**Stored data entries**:
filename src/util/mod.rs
//! Utility helpers shared across client UI modules.
//!
//! SYSTEM CONTEXT
//! ==============
//! Utility modules isolate browser/environment concerns from page and component
//! logic to improve reuse and testability.

pub mod auth;
pub mod storage;
//! # portal
//!
//! Leptos + WASM frontend for account signup, login and the signed-in
//! landing page. The auth HTTP API is an external service; this crate only
//! talks to it.
//!
//! Pages own route-scoped orchestration, `state` holds the pure models the
//! pages drive (forms, session, route transitions), `validation` declares the
//! per-field rules and `net` wraps the two auth endpoints.

pub mod app;
pub mod components;
pub mod config;
pub mod net;
pub mod pages;
pub mod routes;
pub mod state;
pub mod util;
pub mod validation;

/// Browser entry point: install logging and hydrate the server-rendered shell.
#[cfg(feature = "hydrate")]
#[wasm_bindgen::prelude::wasm_bindgen]
pub fn hydrate() {
    console_error_panic_hook::set_once();
    let config = config::ClientConfig::from_document();
    let _ = console_log::init_with_level(config.log_level);
    log::debug!("hydrating with api base {}", config.api_base_url);
    leptos::mount::hydrate_body(app::App);
}
//! Route guard for screens that need a logged-in user.

use leptos::prelude::*;
use leptos_router::hooks::use_navigate;

use crate::state::session::{Access, Session};
use crate::util::auth::install_session_guard;

/// Renders `render(session)` when a session is stored; otherwise renders
/// nothing and redirects to the login screen.
#[component]
pub fn RequireSession<F, IV>(render: F) -> impl IntoView
where
    F: Fn(Session) -> IV + Send + Sync + 'static,
    IV: IntoView + 'static,
{
    let access = RwSignal::new(None::<Access>);
    install_session_guard(access, use_navigate());

    move || match access.get() {
        Some(Access::Granted(session)) => Some(render(session)),
        Some(Access::Redirect(_)) | None => None,
    }
}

**What is expected**:
Please list every line of the records that contains "Utility".

**Output of the exercise**:
//! Utility helpers shared across client UI modules.
//! Utility modules isolate browser/environment concerns from page and component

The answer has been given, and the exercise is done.